**THE PROBLEM**.
Print each line from the start of the records below up through the line where "let path_lower = path.to_lowercase();" is found, exactly as given.

Stored data:
..............................
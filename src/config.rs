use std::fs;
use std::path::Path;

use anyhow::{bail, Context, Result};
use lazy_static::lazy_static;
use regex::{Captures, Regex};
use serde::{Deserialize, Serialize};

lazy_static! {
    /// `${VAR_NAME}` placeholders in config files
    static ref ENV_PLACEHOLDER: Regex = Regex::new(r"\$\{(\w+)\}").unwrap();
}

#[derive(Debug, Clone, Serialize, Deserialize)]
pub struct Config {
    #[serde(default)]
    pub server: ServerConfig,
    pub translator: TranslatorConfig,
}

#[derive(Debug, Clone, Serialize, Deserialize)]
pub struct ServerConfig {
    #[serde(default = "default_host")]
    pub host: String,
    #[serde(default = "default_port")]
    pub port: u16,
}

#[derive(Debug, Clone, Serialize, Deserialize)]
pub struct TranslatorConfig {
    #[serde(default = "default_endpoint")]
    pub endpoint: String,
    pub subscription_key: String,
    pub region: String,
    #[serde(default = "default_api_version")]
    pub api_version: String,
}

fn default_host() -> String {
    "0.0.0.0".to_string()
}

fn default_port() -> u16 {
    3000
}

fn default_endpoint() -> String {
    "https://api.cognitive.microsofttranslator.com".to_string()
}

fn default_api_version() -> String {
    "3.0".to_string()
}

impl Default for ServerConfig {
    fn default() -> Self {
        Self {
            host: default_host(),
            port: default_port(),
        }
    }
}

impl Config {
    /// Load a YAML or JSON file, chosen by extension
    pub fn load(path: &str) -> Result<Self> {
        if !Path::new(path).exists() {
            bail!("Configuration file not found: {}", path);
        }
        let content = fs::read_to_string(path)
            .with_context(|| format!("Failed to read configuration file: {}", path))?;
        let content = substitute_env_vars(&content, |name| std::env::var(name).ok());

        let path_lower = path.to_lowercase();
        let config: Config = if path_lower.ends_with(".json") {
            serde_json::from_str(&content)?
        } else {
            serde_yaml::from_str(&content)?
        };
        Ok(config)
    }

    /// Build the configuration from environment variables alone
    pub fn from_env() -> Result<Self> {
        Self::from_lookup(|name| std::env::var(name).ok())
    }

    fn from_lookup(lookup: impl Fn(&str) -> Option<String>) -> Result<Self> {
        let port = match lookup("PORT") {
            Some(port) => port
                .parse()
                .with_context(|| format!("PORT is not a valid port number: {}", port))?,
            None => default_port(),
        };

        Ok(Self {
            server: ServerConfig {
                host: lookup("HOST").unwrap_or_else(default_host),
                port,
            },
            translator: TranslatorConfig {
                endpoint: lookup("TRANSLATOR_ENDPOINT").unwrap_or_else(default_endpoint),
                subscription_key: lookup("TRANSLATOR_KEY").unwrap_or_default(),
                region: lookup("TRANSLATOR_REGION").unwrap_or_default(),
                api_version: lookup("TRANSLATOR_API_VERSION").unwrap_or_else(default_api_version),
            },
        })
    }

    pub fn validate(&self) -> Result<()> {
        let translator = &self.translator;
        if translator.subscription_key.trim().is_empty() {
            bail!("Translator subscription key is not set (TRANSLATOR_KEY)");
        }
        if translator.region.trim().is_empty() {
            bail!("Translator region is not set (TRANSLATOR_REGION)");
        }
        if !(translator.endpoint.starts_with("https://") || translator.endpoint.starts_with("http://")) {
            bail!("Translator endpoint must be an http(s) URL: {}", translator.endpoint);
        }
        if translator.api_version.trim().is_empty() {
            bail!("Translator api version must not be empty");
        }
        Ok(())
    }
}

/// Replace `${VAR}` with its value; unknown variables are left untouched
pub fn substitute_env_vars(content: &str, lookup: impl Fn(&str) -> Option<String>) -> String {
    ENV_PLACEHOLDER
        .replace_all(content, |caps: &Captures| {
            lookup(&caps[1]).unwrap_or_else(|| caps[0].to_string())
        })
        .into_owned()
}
..............................
**EXERCISE ANSWER**.
filename src/config.rs
use std::fs;
use std::path::Path;

use anyhow::{bail, Context, Result};
use lazy_static::lazy_static;
use regex::{Captures, Regex};
use serde::{Deserialize, Serialize};

lazy_static! {
    /// `${VAR_NAME}` placeholders in config files
    static ref ENV_PLACEHOLDER: Regex = Regex::new(r"\$\{(\w+)\}").unwrap();
}

#[derive(Debug, Clone, Serialize, Deserialize)]
pub struct Config {
    #[serde(default)]
    pub server: ServerConfig,
    pub translator: TranslatorConfig,
}

#[derive(Debug, Clone, Serialize, Deserialize)]
pub struct ServerConfig {
    #[serde(default = "default_host")]
    pub host: String,
    #[serde(default = "default_port")]
    pub port: u16,
}

#[derive(Debug, Clone, Serialize, Deserialize)]
pub struct TranslatorConfig {
    #[serde(default = "default_endpoint")]
    pub endpoint: String,
    pub subscription_key: String,
    pub region: String,
    #[serde(default = "default_api_version")]
    pub api_version: String,
}

fn default_host() -> String {
    "0.0.0.0".to_string()
}

fn default_port() -> u16 {
    3000
}

fn default_endpoint() -> String {
    "https://api.cognitive.microsofttranslator.com".to_string()
}

fn default_api_version() -> String {
    "3.0".to_string()
}

impl Default for ServerConfig {
    fn default() -> Self {
        Self {
            host: default_host(),
            port: default_port(),
        }
    }
}

impl Config {
    /// Load a YAML or JSON file, chosen by extension
    pub fn load(path: &str) -> Result<Self> {
        if !Path::new(path).exists() {
            bail!("Configuration file not found: {}", path);
        }
        let content = fs::read_to_string(path)
            .with_context(|| format!("Failed to read configuration file: {}", path))?;
        let content = substitute_env_vars(&content, |name| std::env::var(name).ok());

        let path_lower = path.to_lowercase();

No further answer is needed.